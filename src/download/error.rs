//! Error types for the download module.
//!
//! Structured errors for streaming transfers, carrying the URL or path the
//! failure happened at.

use std::path::PathBuf;

use thiserror::Error;

/// Errors that can occur while streaming a payload to disk.
#[derive(Debug, Error)]
pub enum DownloadError {
    /// Network-level error (DNS resolution, connection refused, TLS errors, etc.)
    #[error("network error downloading {url}: {source}")]
    Network {
        url: String,
        #[source]
        source: reqwest::Error,
    },

    /// Request timed out before completion.
    #[error("timeout downloading {url}")]
    Timeout { url: String },

    /// Non-2xx response.
    #[error("HTTP {status} downloading {url}")]
    HttpStatus {
        url: String,
        status: u16,
        /// The Retry-After header value, if present.
        retry_after: Option<String>,
    },

    /// File system error during download (create file, write, etc.)
    #[error("IO error writing to {path}: {source}")]
    Io {
        path: PathBuf,
        #[source]
        source: std::io::Error,
    },

    /// The provided URL is malformed or invalid.
    #[error("invalid URL: {url}")]
    InvalidUrl { url: String },

    /// The server answered 2xx with no bytes.
    #[error("empty response body from {url}")]
    EmptyBody { url: String },

    /// The transfer was stopped by a cancellation request.
    #[error("download cancelled: {url}")]
    Cancelled { url: String },

    /// The HTTP client could not be constructed.
    #[error("failed to build HTTP client: {0}")]
    ClientBuild(#[source] reqwest::Error),
}

impl DownloadError {
    /// Creates a network error, promoting reqwest timeouts to [`Self::Timeout`].
    pub fn network(url: impl Into<String>, source: reqwest::Error) -> Self {
        if source.is_timeout() {
            return Self::Timeout { url: url.into() };
        }
        Self::Network {
            url: url.into(),
            source,
        }
    }

    pub fn http_status(url: impl Into<String>, status: u16) -> Self {
        Self::HttpStatus {
            url: url.into(),
            status,
            retry_after: None,
        }
    }

    pub fn http_status_with_retry_after(
        url: impl Into<String>,
        status: u16,
        retry_after: Option<String>,
    ) -> Self {
        Self::HttpStatus {
            url: url.into(),
            status,
            retry_after,
        }
    }

    pub fn timeout(url: impl Into<String>) -> Self {
        Self::Timeout { url: url.into() }
    }

    pub fn io(path: impl Into<PathBuf>, source: std::io::Error) -> Self {
        Self::Io {
            path: path.into(),
            source,
        }
    }

    pub fn invalid_url(url: impl Into<String>) -> Self {
        Self::InvalidUrl { url: url.into() }
    }

    pub fn empty_body(url: impl Into<String>) -> Self {
        Self::EmptyBody { url: url.into() }
    }

    pub fn cancelled(url: impl Into<String>) -> Self {
        Self::Cancelled { url: url.into() }
    }

    #[must_use]
    pub fn is_cancelled(&self) -> bool {
        matches!(self, Self::Cancelled { .. })
    }
}

// No From<reqwest::Error> / From<std::io::Error>: every variant needs the URL
// or path, so callers go through the constructors above.
impl LibraryUploader {
    #[must_use]
    pub fn new(
        config: UploadConfig,
        client: reqwest::Client,
        credentials: Arc<dyn CredentialProvider>,
    ) -> Self {
        Self {
            config,
            client,
            credentials,
            cached: Arc::new(Mutex::new(None)),
        }
    }

    /// Returns a token valid for at least the refresh buffer.
    async fn ensure_token(&self) -> Result<String, UploadError> {
        let now = unix_now();
        let mut cached = self.cached.lock().await;

        if let Some(token) = cached.as_ref().filter(|t| t.is_fresh_at(now)) {
            return Ok(token.token.clone());
        }

        let token = match self.credentials.current().await {
            Some(token) if token.is_fresh_at(now) => token,
            _ => {
                debug!("library token missing or expiring, refreshing");
                let refreshed = self.credentials.refresh().await?;
                if !refreshed.is_fresh_at(now) {
                    return Err(UploadError::Credential {
                        message: "refreshed token is already expired".to_string(),
                    });
                }
                refreshed
            }
        };

        let value = token.token.clone();
        *cached = Some(token);
        Ok(value)
    }

    /// Uploads `path` to the configured library.
    ///
    /// # Errors
    ///
    /// Returns [`UploadError`] for credential, connection, HTTP or read
    /// failures.
    #[instrument(skip(self), fields(path = %path.display()))]
    pub async fn upload(&self, path: &Path) -> Result<(), UploadError> {
        let token = self.ensure_token().await?;

        let file = tokio::fs::File::open(path)
            .await
            .map_err(|e| UploadError::Io {
                path: path.to_path_buf(),
                source: e,
            })?;
        let size = file
            .metadata()
            .await
            .map_err(|e| UploadError::Io {
                path: path.to_path_buf(),
                source: e,
            })?
            .len();
        let file_name = path
            .file_name()
            .map_or_else(|| "upload.bin".to_string(), |n| n.to_string_lossy().into_owned());

        // Streamed from disk; the length lets the form carry a Content-Length.
        let form = Form::new()
            .part(
                "file",
                Part::stream_with_length(reqwest::Body::from(file), size).file_name(file_name),
            )
            .text("library_id", self.config.library_id.clone())
            .text("path_id", self.config.path_id.clone());

        let response = self
            .client
            .post(&self.config.endpoint)
            .bearer_auth(token)
            .timeout(self.config.timeout)
            .multipart(form)
            .send()
            .await
            .map_err(|e| UploadError::from_send(&self.config.endpoint, &e))?;

        let status = response.status();
        if !status.is_success() {
            let body = response.text().await.unwrap_or_default();
            return Err(UploadError::Http {
                status: status.as_u16(),
                body: body.chars().take(200).collect(),
            });
        }

        info!(bytes = size, "uploaded to library");
        Ok(())
    }
}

What to do: Word for word, transcribe all of the records.

Result:
filename src/download/error.rs
//! Error types for the download module.
//!
//! Structured errors for streaming transfers, carrying the URL or path the
//! failure happened at.

use std::path::PathBuf;

use thiserror::Error;

/// Errors that can occur while streaming a payload to disk.
#[derive(Debug, Error)]
pub enum DownloadError {
    /// Network-level error (DNS resolution, connection refused, TLS errors, etc.)
    #[error("network error downloading {url}: {source}")]
    Network {
        url: String,
        #[source]
        source: reqwest::Error,
    },

    /// Request timed out before completion.
    #[error("timeout downloading {url}")]
    Timeout { url: String },

    /// Non-2xx response.
    #[error("HTTP {status} downloading {url}")]
    HttpStatus {
        url: String,
        status: u16,
        /// The Retry-After header value, if present.
        retry_after: Option<String>,
    },

    /// File system error during download (create file, write, etc.)
    #[error("IO error writing to {path}: {source}")]
    Io {
        path: PathBuf,
        #[source]
        source: std::io::Error,
    },

    /// The provided URL is malformed or invalid.
    #[error("invalid URL: {url}")]
    InvalidUrl { url: String },

    /// The server answered 2xx with no bytes.
    #[error("empty response body from {url}")]
    EmptyBody { url: String },

    /// The transfer was stopped by a cancellation request.
    #[error("download cancelled: {url}")]
    Cancelled { url: String },

    /// The HTTP client could not be constructed.
    #[error("failed to build HTTP client: {0}")]
    ClientBuild(#[source] reqwest::Error),
}

impl DownloadError {
    /// Creates a network error, promoting reqwest timeouts to [`Self::Timeout`].
    pub fn network(url: impl Into<String>, source: reqwest::Error) -> Self {
        if source.is_timeout() {
            return Self::Timeout { url: url.into() };
        }
        Self::Network {
            url: url.into(),
            source,
        }
    }

    pub fn http_status(url: impl Into<String>, status: u16) -> Self {
        Self::HttpStatus {
            url: url.into(),
            status,
            retry_after: None,
        }
    }

    pub fn http_status_with_retry_after(
        url: impl Into<String>,
        status: u16,
        retry_after: Option<String>,
    ) -> Self {
        Self::HttpStatus {
            url: url.into(),
            status,
            retry_after,
        }
    }

    pub fn timeout(url: impl Into<String>) -> Self {
        Self::Timeout { url: url.into() }
    }

    pub fn io(path: impl Into<PathBuf>, source: std::io::Error) -> Self {
        Self::Io {
            path: path.into(),
            source,
        }
    }

    pub fn invalid_url(url: impl Into<String>) -> Self {
        Self::InvalidUrl { url: url.into() }
    }

    pub fn empty_body(url: impl Into<String>) -> Self {
        Self::EmptyBody { url: url.into() }
    }

    pub fn cancelled(url: impl Into<String>) -> Self {
        Self::Cancelled { url: url.into() }
    }

    #[must_use]
    pub fn is_cancelled(&self) -> bool {
        matches!(self, Self::Cancelled { .. })
    }
}

// No From<reqwest::Error> / From<std::io::Error>: every variant needs the URL
// or path, so callers go through the constructors above.
impl LibraryUploader {
    #[must_use]
    pub fn new(
        config: UploadConfig,
        client: reqwest::Client,
        credentials: Arc<dyn CredentialProvider>,
    ) -> Self {
        Self {
            config,
            client,
            credentials,
            cached: Arc::new(Mutex::new(None)),
        }
    }

    /// Returns a token valid for at least the refresh buffer.
    async fn ensure_token(&self) -> Result<String, UploadError> {
        let now = unix_now();
        let mut cached = self.cached.lock().await;

        if let Some(token) = cached.as_ref().filter(|t| t.is_fresh_at(now)) {
            return Ok(token.token.clone());
        }

        let token = match self.credentials.current().await {
            Some(token) if token.is_fresh_at(now) => token,
            _ => {
                debug!("library token missing or expiring, refreshing");
                let refreshed = self.credentials.refresh().await?;
                if !refreshed.is_fresh_at(now) {
                    return Err(UploadError::Credential {
                        message: "refreshed token is already expired".to_string(),
                    });
                }
                refreshed
            }
        };

        let value = token.token.clone();
        *cached = Some(token);
        Ok(value)
    }

    /// Uploads `path` to the configured library.
    ///
    /// # Errors
    ///
    /// Returns [`UploadError`] for credential, connection, HTTP or read
    /// failures.
    #[instrument(skip(self), fields(path = %path.display()))]
    pub async fn upload(&self, path: &Path) -> Result<(), UploadError> {
        let token = self.ensure_token().await?;

        let file = tokio::fs::File::open(path)
            .await
            .map_err(|e| UploadError::Io {
                path: path.to_path_buf(),
                source: e,
            })?;
        let size = file
            .metadata()
            .await
            .map_err(|e| UploadError::Io {
                path: path.to_path_buf(),
                source: e,
            })?
            .len();
        let file_name = path
            .file_name()
            .map_or_else(|| "upload.bin".to_string(), |n| n.to_string_lossy().into_owned());

        // Streamed from disk; the length lets the form carry a Content-Length.
        let form = Form::new()
            .part(
                "file",
                Part::stream_with_length(reqwest::Body::from(file), size).file_name(file_name),
            )
            .text("library_id", self.config.library_id.clone())
            .text("path_id", self.config.path_id.clone());

        let response = self
            .client
            .post(&self.config.endpoint)
            .bearer_auth(token)
            .timeout(self.config.timeout)
            .multipart(form)
            .send()
            .await
            .map_err(|e| UploadError::from_send(&self.config.endpoint, &e))?;

        let status = response.status();
        if !status.is_success() {
            let body = response.text().await.unwrap_or_default();
            return Err(UploadError::Http {
                status: status.as_u16(),
                body: body.chars().take(200).collect(),
            });
        }

        info!(bytes = size, "uploaded to library");
        Ok(())
    }
}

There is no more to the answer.